◆ TASK MATERIAL
==*==

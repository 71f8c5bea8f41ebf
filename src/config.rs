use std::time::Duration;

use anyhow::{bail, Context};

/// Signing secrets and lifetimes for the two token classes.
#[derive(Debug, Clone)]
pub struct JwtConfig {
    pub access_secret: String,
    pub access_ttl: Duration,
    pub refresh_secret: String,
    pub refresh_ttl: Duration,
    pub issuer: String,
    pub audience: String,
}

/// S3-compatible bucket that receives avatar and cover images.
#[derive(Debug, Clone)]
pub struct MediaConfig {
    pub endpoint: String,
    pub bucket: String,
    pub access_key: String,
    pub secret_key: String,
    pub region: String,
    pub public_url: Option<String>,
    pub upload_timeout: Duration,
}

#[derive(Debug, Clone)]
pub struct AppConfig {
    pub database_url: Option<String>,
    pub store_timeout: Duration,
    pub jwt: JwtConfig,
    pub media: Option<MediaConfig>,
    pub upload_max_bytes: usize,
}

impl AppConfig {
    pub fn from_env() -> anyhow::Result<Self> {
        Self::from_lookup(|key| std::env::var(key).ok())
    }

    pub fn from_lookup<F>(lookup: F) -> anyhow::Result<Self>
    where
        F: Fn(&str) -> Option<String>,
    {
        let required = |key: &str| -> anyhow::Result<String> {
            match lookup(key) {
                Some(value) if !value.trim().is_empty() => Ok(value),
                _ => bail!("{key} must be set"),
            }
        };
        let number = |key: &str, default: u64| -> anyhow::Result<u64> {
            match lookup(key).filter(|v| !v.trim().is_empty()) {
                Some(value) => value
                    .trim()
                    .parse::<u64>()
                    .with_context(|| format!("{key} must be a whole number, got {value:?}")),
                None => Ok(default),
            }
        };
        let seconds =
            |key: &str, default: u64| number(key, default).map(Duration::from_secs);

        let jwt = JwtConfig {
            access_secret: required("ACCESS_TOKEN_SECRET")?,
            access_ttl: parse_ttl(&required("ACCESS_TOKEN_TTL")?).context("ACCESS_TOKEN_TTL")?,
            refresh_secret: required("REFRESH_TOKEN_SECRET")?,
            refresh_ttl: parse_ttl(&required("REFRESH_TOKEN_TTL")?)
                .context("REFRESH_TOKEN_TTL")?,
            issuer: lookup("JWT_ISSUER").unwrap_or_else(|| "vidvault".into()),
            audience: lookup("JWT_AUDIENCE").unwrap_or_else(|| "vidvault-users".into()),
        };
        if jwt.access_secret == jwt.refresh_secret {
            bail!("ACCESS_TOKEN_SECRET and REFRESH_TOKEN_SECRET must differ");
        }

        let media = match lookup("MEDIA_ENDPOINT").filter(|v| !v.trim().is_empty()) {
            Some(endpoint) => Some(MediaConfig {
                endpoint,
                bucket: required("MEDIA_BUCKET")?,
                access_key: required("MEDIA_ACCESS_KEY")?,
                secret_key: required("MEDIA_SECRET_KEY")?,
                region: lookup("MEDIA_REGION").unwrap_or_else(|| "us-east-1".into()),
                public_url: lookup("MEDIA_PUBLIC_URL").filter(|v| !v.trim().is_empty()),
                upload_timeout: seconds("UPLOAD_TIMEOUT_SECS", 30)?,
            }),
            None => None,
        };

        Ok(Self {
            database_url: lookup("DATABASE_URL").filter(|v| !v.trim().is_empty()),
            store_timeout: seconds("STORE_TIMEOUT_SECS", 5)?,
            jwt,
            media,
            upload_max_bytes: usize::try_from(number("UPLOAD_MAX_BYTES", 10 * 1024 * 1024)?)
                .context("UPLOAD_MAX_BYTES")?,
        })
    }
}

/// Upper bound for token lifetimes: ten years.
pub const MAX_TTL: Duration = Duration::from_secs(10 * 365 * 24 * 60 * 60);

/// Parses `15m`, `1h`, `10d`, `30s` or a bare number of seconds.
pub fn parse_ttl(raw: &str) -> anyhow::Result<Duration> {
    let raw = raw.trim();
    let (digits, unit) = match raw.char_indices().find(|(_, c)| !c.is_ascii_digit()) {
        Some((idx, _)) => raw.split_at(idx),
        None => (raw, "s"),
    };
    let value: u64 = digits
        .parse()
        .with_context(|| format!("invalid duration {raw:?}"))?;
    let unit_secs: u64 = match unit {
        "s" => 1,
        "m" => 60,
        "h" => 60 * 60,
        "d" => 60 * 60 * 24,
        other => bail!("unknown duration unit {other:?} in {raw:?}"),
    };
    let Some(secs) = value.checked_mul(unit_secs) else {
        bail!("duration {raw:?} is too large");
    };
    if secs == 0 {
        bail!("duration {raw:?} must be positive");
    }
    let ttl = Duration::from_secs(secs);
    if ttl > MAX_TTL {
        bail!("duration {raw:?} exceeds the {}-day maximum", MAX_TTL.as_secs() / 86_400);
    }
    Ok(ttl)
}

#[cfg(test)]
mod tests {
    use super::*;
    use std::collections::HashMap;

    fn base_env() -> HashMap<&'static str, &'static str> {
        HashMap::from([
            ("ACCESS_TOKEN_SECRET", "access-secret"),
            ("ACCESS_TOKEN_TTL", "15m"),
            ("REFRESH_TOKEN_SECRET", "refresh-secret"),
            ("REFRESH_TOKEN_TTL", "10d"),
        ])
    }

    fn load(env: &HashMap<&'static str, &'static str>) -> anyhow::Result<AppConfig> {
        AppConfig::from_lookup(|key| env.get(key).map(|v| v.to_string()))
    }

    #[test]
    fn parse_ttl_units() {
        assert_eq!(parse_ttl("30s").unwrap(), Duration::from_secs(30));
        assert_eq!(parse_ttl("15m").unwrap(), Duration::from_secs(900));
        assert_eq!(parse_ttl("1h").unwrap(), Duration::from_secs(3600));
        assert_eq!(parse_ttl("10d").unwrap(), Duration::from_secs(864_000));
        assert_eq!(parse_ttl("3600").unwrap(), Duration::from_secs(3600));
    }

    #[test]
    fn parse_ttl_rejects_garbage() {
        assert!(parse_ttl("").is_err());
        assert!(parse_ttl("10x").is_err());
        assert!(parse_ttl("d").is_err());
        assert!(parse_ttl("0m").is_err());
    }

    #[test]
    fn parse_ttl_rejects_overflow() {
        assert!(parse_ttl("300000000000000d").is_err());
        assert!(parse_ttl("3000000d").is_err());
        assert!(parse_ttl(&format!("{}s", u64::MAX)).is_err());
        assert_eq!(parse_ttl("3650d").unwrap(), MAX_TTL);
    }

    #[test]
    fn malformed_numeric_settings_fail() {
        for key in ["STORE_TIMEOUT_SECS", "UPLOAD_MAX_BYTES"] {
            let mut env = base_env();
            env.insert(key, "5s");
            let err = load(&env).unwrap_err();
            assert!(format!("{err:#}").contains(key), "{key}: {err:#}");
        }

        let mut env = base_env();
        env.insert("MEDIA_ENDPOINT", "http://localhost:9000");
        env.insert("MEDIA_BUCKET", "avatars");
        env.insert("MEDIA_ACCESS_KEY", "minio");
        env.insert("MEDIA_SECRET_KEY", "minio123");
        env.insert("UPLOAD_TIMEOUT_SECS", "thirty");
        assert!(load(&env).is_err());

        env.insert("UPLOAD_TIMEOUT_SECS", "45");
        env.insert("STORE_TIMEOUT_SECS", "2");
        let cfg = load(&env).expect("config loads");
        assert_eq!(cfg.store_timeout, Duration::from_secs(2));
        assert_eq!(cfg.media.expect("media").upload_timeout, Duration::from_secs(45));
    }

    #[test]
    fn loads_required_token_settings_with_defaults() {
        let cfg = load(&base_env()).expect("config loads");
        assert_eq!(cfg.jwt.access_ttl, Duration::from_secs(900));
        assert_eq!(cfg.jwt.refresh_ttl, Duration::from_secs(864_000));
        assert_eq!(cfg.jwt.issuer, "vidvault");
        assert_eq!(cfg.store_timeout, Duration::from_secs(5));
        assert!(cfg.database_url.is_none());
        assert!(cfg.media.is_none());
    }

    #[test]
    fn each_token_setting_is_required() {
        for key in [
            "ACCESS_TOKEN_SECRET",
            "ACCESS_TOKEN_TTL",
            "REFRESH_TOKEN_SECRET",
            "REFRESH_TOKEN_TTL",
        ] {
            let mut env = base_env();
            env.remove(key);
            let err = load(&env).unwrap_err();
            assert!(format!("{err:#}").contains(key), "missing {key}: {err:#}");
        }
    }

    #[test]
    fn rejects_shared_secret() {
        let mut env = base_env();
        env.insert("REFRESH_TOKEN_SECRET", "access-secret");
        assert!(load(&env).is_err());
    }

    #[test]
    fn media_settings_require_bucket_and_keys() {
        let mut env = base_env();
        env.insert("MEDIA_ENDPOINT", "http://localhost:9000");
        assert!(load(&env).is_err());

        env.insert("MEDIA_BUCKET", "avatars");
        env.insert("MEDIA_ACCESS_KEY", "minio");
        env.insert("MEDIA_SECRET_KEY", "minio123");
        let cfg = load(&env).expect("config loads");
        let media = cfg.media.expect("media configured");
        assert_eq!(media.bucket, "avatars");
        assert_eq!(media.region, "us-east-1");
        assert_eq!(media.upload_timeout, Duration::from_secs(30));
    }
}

==*==

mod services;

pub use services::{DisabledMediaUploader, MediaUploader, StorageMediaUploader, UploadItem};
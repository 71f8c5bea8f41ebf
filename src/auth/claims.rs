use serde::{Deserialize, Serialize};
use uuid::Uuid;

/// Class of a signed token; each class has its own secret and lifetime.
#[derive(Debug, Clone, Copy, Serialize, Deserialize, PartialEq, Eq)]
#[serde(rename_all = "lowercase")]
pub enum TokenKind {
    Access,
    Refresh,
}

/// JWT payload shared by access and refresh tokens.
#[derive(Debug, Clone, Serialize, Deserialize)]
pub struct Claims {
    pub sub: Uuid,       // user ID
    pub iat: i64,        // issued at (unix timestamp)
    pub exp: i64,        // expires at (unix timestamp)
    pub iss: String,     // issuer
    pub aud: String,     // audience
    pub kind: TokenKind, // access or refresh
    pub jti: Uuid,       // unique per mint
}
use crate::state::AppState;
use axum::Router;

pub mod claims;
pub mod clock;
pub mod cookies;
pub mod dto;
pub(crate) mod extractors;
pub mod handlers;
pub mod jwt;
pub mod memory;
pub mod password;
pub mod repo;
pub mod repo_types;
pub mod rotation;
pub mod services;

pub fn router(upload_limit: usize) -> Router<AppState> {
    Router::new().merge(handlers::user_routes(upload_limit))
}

==*==

◆ WHAT YOU WILL DO
Among the entries, how many lines carry "usize"? Reply with a number and nothing else.

◆ TASK OUTPUT
3